What the exercise asks: Repeat exactly the lines of the listing below, please, starting with the first and ending with the line containing "use std::path::PathBuf;"; leave out the rest.

[Supplied material Boundary: Start]

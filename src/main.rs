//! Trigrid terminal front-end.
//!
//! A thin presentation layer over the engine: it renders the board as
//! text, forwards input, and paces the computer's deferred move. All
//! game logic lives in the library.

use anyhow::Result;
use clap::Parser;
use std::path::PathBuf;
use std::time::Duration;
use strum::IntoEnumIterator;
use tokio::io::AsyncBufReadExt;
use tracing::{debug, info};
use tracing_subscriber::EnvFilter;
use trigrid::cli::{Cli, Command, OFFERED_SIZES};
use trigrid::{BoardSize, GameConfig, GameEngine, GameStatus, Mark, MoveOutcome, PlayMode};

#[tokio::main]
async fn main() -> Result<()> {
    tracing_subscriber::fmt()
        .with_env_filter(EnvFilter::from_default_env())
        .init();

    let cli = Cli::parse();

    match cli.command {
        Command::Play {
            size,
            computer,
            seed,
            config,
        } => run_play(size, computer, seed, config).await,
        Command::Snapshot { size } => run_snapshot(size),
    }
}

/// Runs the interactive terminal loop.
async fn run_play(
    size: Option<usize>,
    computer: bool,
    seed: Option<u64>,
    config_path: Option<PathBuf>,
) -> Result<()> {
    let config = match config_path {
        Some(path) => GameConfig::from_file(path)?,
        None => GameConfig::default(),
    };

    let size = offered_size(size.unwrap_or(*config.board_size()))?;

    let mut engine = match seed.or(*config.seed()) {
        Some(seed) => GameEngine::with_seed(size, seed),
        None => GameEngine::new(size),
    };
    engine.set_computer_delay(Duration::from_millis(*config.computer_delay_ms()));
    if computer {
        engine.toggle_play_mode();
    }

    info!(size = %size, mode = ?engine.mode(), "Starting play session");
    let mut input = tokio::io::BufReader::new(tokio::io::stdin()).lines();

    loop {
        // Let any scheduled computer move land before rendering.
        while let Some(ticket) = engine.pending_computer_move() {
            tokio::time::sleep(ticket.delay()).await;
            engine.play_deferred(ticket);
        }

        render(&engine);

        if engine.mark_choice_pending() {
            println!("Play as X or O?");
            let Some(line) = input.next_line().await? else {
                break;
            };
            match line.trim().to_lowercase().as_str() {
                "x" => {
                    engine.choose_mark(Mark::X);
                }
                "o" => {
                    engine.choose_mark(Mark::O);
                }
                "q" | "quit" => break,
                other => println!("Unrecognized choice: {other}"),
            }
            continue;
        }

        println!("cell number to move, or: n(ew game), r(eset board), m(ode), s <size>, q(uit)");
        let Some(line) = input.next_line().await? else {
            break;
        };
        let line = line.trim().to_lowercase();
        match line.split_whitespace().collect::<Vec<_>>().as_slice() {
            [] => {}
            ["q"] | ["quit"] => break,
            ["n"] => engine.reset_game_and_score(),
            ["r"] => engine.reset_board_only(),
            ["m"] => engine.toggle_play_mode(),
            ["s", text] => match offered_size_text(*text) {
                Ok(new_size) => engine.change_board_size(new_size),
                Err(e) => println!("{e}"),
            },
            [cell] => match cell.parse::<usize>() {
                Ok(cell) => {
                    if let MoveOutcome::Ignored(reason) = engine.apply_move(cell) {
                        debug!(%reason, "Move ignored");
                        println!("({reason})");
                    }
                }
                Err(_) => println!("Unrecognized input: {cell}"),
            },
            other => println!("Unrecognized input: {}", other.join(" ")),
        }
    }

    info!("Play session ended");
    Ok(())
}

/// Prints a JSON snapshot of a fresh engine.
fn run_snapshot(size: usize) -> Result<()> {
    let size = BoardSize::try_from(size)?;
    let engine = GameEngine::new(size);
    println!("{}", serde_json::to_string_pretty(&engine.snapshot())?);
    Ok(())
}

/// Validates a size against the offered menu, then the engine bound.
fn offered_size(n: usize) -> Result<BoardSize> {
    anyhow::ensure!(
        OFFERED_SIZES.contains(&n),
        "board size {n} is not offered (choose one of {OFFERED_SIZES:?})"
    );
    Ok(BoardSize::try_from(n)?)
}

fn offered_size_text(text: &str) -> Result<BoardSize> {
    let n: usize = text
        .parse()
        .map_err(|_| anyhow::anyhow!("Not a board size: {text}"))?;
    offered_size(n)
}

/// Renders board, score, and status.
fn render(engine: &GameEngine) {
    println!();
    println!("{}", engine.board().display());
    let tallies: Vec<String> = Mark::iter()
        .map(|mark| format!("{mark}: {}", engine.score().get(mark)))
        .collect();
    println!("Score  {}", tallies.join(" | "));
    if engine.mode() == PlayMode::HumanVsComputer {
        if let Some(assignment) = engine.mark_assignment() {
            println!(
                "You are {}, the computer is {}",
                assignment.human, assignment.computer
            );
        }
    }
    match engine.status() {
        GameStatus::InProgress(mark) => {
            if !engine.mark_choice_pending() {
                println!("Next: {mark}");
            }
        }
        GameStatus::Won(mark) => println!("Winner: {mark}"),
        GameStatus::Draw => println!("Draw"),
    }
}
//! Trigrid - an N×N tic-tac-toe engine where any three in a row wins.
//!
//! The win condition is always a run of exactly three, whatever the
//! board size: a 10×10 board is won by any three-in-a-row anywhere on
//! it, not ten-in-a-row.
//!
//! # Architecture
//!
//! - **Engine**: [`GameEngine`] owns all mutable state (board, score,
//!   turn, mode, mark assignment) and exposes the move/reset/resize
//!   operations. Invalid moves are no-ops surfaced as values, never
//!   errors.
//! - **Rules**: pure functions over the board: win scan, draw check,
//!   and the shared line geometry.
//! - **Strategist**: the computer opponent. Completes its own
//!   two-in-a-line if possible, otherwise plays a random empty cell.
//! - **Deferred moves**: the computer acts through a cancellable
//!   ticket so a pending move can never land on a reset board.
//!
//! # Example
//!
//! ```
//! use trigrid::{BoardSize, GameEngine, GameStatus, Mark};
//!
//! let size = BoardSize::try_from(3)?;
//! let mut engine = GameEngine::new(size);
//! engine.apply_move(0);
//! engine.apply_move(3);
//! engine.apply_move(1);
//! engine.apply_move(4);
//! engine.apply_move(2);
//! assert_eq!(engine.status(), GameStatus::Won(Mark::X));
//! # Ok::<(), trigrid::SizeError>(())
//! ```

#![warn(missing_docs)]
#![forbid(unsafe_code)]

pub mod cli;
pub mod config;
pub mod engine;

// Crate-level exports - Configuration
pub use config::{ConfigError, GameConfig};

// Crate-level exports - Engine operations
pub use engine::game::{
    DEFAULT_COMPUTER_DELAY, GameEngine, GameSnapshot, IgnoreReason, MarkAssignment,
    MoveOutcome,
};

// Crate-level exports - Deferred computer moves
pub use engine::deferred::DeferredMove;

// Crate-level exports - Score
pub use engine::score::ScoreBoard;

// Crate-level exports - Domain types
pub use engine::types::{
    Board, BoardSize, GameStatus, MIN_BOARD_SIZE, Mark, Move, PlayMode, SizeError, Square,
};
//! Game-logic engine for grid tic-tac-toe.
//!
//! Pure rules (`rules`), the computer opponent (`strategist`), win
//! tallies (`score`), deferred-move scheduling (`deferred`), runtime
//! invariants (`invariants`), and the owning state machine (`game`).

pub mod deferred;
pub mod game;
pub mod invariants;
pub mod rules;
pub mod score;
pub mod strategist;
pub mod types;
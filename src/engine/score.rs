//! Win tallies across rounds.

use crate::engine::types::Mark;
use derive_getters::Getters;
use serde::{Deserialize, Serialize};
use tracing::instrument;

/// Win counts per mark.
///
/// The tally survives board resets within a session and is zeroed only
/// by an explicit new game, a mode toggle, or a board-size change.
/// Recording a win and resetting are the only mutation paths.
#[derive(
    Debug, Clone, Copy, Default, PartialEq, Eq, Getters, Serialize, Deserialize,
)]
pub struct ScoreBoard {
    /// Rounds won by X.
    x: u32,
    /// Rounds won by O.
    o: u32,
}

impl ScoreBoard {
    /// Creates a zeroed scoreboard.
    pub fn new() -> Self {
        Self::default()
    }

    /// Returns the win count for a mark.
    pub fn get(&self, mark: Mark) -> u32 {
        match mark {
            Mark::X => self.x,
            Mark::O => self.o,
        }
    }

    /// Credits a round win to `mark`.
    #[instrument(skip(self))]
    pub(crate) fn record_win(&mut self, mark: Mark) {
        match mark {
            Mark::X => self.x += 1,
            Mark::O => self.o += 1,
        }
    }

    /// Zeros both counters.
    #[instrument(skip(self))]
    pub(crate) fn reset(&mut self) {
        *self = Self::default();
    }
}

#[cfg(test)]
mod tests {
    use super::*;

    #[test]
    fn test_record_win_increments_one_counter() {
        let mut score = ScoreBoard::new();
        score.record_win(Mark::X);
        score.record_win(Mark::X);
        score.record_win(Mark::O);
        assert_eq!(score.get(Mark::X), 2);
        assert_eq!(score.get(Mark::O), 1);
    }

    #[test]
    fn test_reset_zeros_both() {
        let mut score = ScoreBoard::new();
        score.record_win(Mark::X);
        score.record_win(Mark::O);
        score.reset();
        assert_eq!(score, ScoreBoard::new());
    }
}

[Supplied material Boundary: End]

Response box:
filename src/main.rs
//! Trigrid terminal front-end.
//!
//! A thin presentation layer over the engine: it renders the board as
//! text, forwards input, and paces the computer's deferred move. All
//! game logic lives in the library.

use anyhow::Result;
use clap::Parser;
use std::path::PathBuf;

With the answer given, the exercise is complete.